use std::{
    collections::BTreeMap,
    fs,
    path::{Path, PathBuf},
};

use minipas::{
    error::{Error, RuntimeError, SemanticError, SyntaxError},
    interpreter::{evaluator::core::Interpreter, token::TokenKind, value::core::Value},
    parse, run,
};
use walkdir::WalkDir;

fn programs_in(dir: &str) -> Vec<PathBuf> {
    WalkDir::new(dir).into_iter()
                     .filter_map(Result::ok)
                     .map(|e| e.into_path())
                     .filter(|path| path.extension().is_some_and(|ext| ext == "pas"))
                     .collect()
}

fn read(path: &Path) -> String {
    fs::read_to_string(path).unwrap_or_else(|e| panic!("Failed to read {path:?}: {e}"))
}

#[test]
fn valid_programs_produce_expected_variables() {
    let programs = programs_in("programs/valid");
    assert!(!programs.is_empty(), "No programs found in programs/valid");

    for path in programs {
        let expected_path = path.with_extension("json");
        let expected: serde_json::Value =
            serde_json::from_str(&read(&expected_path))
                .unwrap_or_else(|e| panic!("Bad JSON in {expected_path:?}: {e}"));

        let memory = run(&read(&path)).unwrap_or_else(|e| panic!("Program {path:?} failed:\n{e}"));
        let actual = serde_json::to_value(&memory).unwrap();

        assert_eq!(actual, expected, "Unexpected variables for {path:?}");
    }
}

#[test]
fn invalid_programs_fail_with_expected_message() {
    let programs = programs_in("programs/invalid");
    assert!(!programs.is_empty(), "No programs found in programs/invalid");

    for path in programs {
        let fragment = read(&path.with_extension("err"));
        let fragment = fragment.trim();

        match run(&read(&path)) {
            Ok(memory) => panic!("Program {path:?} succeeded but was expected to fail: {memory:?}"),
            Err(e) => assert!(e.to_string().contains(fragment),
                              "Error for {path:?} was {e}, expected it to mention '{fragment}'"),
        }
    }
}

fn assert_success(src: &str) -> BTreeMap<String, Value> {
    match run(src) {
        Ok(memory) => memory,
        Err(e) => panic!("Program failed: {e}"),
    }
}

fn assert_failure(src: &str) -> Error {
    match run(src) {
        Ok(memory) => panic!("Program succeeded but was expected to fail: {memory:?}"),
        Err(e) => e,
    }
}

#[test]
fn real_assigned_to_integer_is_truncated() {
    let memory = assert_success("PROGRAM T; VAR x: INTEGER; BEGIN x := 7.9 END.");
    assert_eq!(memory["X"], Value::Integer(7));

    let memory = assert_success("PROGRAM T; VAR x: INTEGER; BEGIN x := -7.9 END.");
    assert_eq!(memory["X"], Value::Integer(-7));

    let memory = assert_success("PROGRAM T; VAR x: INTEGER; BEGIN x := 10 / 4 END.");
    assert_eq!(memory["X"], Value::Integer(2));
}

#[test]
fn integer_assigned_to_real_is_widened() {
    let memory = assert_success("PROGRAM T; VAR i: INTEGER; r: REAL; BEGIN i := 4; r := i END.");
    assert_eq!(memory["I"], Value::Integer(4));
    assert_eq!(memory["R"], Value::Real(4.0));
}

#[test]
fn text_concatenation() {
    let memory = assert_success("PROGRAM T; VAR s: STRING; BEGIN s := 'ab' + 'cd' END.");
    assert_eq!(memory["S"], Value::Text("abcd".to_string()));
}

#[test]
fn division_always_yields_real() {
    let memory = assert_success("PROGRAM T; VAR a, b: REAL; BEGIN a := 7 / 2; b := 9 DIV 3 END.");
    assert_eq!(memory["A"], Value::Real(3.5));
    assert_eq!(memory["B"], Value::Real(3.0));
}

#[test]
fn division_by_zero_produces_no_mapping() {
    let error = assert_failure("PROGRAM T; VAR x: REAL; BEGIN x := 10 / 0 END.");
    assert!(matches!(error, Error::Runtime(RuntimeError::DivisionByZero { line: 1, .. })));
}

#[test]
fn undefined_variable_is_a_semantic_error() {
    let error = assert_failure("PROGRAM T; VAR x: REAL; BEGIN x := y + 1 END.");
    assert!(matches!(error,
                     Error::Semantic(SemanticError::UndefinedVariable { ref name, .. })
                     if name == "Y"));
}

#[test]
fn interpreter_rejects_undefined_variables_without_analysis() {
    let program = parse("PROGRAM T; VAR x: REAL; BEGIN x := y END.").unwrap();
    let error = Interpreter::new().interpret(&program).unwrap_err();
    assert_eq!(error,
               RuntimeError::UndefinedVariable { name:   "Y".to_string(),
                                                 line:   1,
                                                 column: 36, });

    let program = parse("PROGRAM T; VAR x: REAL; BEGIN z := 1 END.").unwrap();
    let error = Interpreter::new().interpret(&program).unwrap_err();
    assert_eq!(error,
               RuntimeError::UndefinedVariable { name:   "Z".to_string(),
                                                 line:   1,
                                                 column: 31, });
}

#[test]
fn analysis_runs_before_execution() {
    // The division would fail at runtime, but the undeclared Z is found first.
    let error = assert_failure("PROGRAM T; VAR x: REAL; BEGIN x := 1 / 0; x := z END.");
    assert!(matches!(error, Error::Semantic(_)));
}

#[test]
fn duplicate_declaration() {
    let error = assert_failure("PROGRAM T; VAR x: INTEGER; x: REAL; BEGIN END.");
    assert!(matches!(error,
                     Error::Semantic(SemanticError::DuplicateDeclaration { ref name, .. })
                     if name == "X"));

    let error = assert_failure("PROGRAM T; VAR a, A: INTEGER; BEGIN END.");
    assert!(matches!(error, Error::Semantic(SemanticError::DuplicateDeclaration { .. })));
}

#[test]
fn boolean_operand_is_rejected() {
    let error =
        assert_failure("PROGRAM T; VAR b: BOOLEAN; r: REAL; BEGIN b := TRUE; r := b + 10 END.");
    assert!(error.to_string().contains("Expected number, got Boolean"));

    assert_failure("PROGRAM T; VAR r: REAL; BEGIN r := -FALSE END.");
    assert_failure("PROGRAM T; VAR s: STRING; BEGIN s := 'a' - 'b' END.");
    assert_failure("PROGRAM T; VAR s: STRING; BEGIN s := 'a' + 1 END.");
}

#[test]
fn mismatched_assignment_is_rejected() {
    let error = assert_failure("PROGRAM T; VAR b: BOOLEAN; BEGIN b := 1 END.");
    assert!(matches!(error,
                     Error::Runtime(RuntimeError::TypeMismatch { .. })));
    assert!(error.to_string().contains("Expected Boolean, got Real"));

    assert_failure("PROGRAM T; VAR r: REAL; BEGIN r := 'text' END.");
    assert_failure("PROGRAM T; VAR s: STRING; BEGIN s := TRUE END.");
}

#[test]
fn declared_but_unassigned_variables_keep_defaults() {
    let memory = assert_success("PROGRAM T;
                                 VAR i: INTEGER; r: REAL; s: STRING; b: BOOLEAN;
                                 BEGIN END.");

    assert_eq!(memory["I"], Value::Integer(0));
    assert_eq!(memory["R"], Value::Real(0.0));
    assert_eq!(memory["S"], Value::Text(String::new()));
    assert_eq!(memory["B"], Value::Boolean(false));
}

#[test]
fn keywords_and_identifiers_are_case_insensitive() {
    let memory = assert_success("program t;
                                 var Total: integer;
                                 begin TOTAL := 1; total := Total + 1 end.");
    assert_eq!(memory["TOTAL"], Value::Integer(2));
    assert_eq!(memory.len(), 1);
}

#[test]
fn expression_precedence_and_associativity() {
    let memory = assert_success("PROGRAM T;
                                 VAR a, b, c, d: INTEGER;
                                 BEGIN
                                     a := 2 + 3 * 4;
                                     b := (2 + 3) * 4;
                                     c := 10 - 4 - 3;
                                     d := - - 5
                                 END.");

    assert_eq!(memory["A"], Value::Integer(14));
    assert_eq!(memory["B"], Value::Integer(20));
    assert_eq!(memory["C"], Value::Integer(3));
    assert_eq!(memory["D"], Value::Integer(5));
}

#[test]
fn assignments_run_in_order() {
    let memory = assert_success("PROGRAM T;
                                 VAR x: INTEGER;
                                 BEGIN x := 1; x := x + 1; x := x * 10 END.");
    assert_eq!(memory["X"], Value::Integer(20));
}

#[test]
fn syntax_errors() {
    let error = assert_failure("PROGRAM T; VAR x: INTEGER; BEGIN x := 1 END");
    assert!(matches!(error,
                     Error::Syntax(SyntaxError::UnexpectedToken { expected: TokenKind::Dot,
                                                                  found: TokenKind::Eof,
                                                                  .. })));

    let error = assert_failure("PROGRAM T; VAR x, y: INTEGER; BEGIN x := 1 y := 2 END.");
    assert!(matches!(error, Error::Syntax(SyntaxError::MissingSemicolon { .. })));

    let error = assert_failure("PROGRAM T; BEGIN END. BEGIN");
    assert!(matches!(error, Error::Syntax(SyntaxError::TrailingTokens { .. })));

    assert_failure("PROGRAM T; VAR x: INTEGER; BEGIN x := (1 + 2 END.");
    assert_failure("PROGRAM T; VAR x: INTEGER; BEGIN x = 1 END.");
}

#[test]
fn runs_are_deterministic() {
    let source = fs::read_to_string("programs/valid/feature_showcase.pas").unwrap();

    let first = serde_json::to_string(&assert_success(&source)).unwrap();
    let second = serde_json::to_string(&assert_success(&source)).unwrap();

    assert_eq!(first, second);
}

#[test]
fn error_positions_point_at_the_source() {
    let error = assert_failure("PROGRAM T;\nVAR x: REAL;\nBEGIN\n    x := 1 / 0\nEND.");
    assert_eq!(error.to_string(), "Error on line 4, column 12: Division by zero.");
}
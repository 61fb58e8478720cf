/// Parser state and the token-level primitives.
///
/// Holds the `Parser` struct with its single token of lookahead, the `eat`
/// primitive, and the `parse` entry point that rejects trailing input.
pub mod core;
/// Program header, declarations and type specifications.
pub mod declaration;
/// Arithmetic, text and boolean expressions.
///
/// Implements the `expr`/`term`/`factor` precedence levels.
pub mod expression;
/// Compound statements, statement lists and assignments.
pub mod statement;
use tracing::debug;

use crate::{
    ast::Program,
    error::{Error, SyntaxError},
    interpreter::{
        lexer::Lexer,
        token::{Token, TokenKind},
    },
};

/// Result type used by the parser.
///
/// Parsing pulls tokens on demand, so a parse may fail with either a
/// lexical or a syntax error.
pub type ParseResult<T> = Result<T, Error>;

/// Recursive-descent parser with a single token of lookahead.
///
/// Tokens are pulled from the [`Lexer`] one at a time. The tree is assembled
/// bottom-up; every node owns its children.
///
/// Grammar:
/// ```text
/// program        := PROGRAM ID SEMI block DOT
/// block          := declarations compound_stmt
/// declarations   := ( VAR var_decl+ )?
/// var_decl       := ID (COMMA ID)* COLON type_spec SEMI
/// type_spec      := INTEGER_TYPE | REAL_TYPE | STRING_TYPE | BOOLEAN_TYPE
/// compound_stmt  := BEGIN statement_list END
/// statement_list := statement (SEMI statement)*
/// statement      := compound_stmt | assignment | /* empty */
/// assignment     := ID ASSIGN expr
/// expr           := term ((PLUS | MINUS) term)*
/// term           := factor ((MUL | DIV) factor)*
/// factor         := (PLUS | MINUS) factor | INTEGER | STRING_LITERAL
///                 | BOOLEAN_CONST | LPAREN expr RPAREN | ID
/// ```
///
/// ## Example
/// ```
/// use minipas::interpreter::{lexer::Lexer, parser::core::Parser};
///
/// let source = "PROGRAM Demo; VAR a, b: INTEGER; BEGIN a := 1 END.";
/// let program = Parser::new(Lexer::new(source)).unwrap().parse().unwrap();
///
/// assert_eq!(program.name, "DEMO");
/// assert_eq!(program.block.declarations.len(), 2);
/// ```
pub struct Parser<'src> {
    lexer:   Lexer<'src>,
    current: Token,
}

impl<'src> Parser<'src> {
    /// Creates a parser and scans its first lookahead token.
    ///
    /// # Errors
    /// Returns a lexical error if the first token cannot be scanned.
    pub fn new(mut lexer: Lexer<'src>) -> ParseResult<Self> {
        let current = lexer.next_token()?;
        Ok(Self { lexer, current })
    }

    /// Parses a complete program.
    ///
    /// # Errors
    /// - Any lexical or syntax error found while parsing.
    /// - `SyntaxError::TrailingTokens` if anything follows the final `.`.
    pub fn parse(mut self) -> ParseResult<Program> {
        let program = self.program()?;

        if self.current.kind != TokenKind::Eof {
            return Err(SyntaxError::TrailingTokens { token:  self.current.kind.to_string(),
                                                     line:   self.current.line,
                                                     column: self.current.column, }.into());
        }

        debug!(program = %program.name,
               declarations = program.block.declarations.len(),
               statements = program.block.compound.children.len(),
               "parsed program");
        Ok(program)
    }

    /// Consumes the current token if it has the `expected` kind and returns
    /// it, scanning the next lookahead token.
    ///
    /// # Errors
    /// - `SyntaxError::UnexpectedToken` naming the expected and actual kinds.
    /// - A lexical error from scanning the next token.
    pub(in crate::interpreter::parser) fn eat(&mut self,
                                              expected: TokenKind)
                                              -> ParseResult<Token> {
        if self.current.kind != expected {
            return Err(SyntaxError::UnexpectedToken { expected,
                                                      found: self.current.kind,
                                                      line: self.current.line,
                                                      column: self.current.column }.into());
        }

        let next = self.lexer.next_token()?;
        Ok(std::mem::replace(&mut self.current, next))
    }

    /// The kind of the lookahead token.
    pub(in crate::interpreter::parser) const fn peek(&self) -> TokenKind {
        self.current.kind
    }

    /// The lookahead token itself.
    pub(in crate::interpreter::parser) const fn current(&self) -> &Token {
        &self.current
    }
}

● ● ● ● ●

* Work request
Find the lines above with the word "minipas". Copy them out.

* Result
use minipas::{
/// use minipas::interpreter::{lexer::Lexer, parser::core::Parser};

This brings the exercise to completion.